---------- Data for review ----------

#[cfg(test)]
mod tests {
    use super::*;
    use std::cell::RefCell;
    use std::rc::Rc;

    fn recorder(adapter: &mut DecimalSpinAdapter) -> Rc<RefCell<Vec<f64>>> {
        let seen = Rc::new(RefCell::new(Vec::new()));
        let sink = Rc::clone(&seen);
        adapter.on_value_modified(move |v| sink.borrow_mut().push(*v));
        seen
    }

    #[test]
    fn test_two_decimal_example() {
        let mut adapter = DecimalSpinAdapter::new(RangeConfig::new(0.0, 100.0, 2));
        let bounds = adapter.bounds();
        assert_eq!(bounds.factor, 100.0);
        assert_eq!((bounds.int_from, bounds.int_to, bounds.int_step), (0, 10_000, 100));

        adapter.set_value(42.5);
        assert_eq!(adapter.internal_value(), 4250);
        assert_eq!(adapter.display_text(), "42.50");
        assert_eq!(adapter.value(), 42.5);
    }

    #[test]
    fn test_integer_mode_identity() {
        let adapter = DecimalSpinAdapter::new(RangeConfig::new(-50.0, 50.0, 0));
        assert_eq!(adapter.bounds().factor, 1.0);
        assert_eq!(adapter.text_from_value(17), "17");
        assert_eq!(adapter.text_from_value(-3), "-3");
        assert_eq!(adapter.value_from_text("17").unwrap(), 17);
    }

    #[test]
    fn test_set_value_does_not_notify() {
        let mut adapter = DecimalSpinAdapter::new(RangeConfig::default());
        let seen = recorder(&mut adapter);

        adapter.set_value(10.0);
        adapter.set_range(0.0, 50.0);
        adapter.set_decimals(1);
        assert!(seen.borrow().is_empty());
    }

    #[test]
    fn test_committed_change_notifies_once() {
        let mut adapter = DecimalSpinAdapter::new(RangeConfig::default());
        let seen = recorder(&mut adapter);

        assert_eq!(adapter.interact(Interaction::StepUp), Some(1.0));
        adapter.interact(Interaction::EditText("12.3".into()));
        assert!(adapter.is_editing());
        assert_eq!(adapter.interact(Interaction::CommitEdit), Some(12.3));
        adapter.interact(Interaction::DragBy(4));
        assert_eq!(seen.borrow().len(), 2);
        assert_eq!(adapter.interact(Interaction::DragRelease), Some(16.3));

        assert_eq!(*seen.borrow(), vec![1.0, 12.3, 16.3]);
        assert_eq!(adapter.value(), 16.3);
    }

    #[test]
    fn test_rejected_text_does_not_notify() {
        let mut adapter = DecimalSpinAdapter::new(RangeConfig::default());
        let seen = recorder(&mut adapter);
        adapter.set_value(5.0);

        adapter.interact(Interaction::EditText("250".into()));
        assert_eq!(adapter.interact(Interaction::CommitEdit), None);
        assert_eq!(adapter.display_text(), "5.00");
        assert!(seen.borrow().is_empty());
    }

    #[test]
    fn test_inverted_range_matches_straight_range() {
        let mut inverted = DecimalSpinAdapter::new(RangeConfig::new(10.0, 0.0, 2));
        let mut straight = DecimalSpinAdapter::new(RangeConfig::new(0.0, 10.0, 2));
        inverted.set_value(5.0);
        straight.set_value(5.0);

        assert_eq!(inverted.validator(), straight.validator());
        assert_eq!(inverted.internal_value(), straight.internal_value());
        assert_eq!(inverted.validate("7.5"), ValidationState::Acceptable);
        assert_eq!(inverted.validate("-1"), ValidationState::Invalid);
        assert_eq!(inverted.bounds().int_from, 1000);
        assert_eq!(inverted.bounds().int_to, 0);
    }

    #[test]
    fn test_set_value_is_not_clamped_but_projection_is() {
        let mut adapter = DecimalSpinAdapter::new(RangeConfig::new(0.0, 10.0, 1));
        adapter.set_value(50.0);
        assert_eq!(adapter.value(), 50.0);
        assert_eq!(adapter.internal_value(), 100);
        assert_eq!(adapter.display_text(), "10.0");
    }

    #[test]
    fn test_decimals_change_reprojects_value() {
        let mut adapter = DecimalSpinAdapter::new(RangeConfig::new(0.0, 10.0, 1));
        adapter.set_value(2.5);
        assert_eq!(adapter.internal_value(), 25);

        adapter.set_decimals(3);
        assert_eq!(adapter.internal_value(), 2500);
        assert_eq!(adapter.bounds().int_to, 10_000);
        assert_eq!(adapter.display_text(), "2.500");
    }

    #[test]
    fn test_range_change_reclamps_internal_value() {
        let mut adapter = DecimalSpinAdapter::new(RangeConfig::default());
        adapter.set_value(80.0);
        adapter.set_range(0.0, 50.0);
        assert_eq!(adapter.internal_value(), 5000);
    }

    #[test]
    fn test_setter_order_independent() {
        let mut a = DecimalSpinAdapter::new(RangeConfig::default());
        a.set_range(-3.0, 7.0);
        a.set_decimals(4);

        let mut b = DecimalSpinAdapter::new(RangeConfig::default());
        b.set_decimals(4);
        b.set_range(-3.0, 7.0);

        assert_eq!(a.bounds(), b.bounds());
        assert_eq!(a.config(), b.config());
    }

    #[test]
    fn test_large_decimals_clamp_to_int_domain() {
        let adapter = DecimalSpinAdapter::new(RangeConfig::new(-1000.0, 1000.0, 9));
        assert_eq!(adapter.bounds().int_from, scale::INT_MIN);
        assert_eq!(adapter.bounds().int_to, scale::INT_MAX);
    }

    #[test]
    fn test_locale_formatting_and_no_fallback() {
        let mut adapter =
            DecimalSpinAdapter::with_locale(RangeConfig::new(0.0, 5000.0, 2), LocaleSpec::de_de());
        adapter.set_value(1234.5);
        assert_eq!(adapter.display_text(), "1.234,50");
        assert_eq!(adapter.value_from_text("1.234,50").unwrap(), 123_450);
        assert!(adapter.value_from_text("1,234.50").is_err());

        adapter.set_locale(LocaleSpec::en_us());
        assert_eq!(adapter.display_text(), "1,234.50");
    }

    #[test]
    fn test_not_editable_ignores_typing() {
        let mut adapter =
            DecimalSpinAdapter::new(RangeConfig::default().with_editable(false));
        adapter.interact(Interaction::EditText("3".into()));
        assert_eq!(adapter.interact(Interaction::CommitEdit), None);
        assert_eq!(adapter.interact(Interaction::StepUp), Some(1.0));
    }

    #[test]
    fn test_disconnect_stops_notifications() {
        let mut adapter = DecimalSpinAdapter::new(RangeConfig::default());
        let seen = Rc::new(RefCell::new(0));
        let sink = Rc::clone(&seen);
        let id = adapter.on_value_modified(move |_| *sink.borrow_mut() += 1);

        adapter.interact(Interaction::StepUp);
        assert!(adapter.disconnect(id));
        adapter.interact(Interaction::StepUp);
        assert_eq!(*seen.borrow(), 1);
    }

    /// Host primitive that records every bound update it receives.
    #[derive(Debug)]
    struct RecordingSpin {
        inner: IntSpinBox,
        ranges: Vec<(i32, i32, i32)>,
    }

    impl IntSpinPrimitive for RecordingSpin {
        fn from(&self) -> i32 {
            self.inner.from()
        }
        fn to(&self) -> i32 {
            self.inner.to()
        }
        fn set_range(&mut self, from: i32, to: i32) {
            self.ranges.push((from, to, self.inner.step_size()));
            self.inner.set_range(from, to);
        }
        fn value(&self) -> i32 {
            self.inner.value()
        }
        fn set_value(&mut self, value: i32) {
            self.inner.set_value(value);
        }
        fn step_size(&self) -> i32 {
            self.inner.step_size()
        }
        fn set_step_size(&mut self, step_size: i32) {
            self.inner.set_step_size(step_size);
        }
        fn editable(&self) -> bool {
            self.inner.editable()
        }
        fn set_editable(&mut self, editable: bool) {
            self.inner.set_editable(editable);
        }
        fn is_editing(&self) -> bool {
            self.inner.is_editing()
        }
        fn display_text(&self, hooks: &dyn TextHooks) -> String {
            self.inner.display_text(hooks)
        }
        fn interact(&mut self, interaction: Interaction, hooks: &dyn TextHooks) -> Option<i32> {
            self.inner.interact(interaction, hooks)
        }
    }

    #[test]
    fn test_host_primitive_gets_one_update_per_setter() {
        let host = RecordingSpin {
            inner: IntSpinBox::new(-7, 7),
            ranges: Vec::new(),
        };
        let mut adapter =
            DecimalSpinAdapter::with_primitive(RangeConfig::new(0.0, 1.0, 1), LocaleSpec::c(), host);
        assert_eq!(adapter.primitive().ranges, vec![(0, 10, 1)]);

        adapter.set_decimals(2);
        adapter.set_range(-1.0, 1.0);
        assert_eq!(
            adapter.primitive().ranges[1..],
            [(0, 100, 10), (-100, 100, 100)]
        );
        assert_eq!(adapter.primitive().step_size(), 100);
        assert_eq!(adapter.interact(Interaction::StepUp), Some(1.0));
    }

    #[test]
    fn test_initial_value_fixed_up_into_range() {
        let adapter = DecimalSpinAdapter::new(RangeConfig::new(10.0, 20.0, 1));
        assert_eq!(adapter.value(), 10.0);
        assert_eq!(adapter.internal_value(), 100);
    }

    #[test]
    fn test_every_config_path_caps_decimals() {
        let wide = RangeConfig::new(0.0, 1.0, 40);

        let mut adapter = DecimalSpinAdapter::new(RangeConfig::default());
        adapter.set_config(wide);
        assert_eq!(adapter.config().decimals, 40);
        assert_eq!(adapter.bounds().factor, 1e15);
        assert_eq!(adapter.display_text(), "0.000000000000000");

        let host = DecimalSpinAdapter::with_primitive(wide, LocaleSpec::c(), IntSpinBox::new(0, 0));
        assert_eq!(host.bounds(), adapter.bounds());
        assert_eq!(host.display_text(), adapter.display_text());
    }
}
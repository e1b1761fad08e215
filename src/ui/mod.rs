pub mod common;
pub mod spin_box;

pub use spin_box::DecimalSpinBox;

----------

→ Work required: Check each line in the records for the word "ValidationState" and say how many have it, with nothing else.

→ Answer section: 2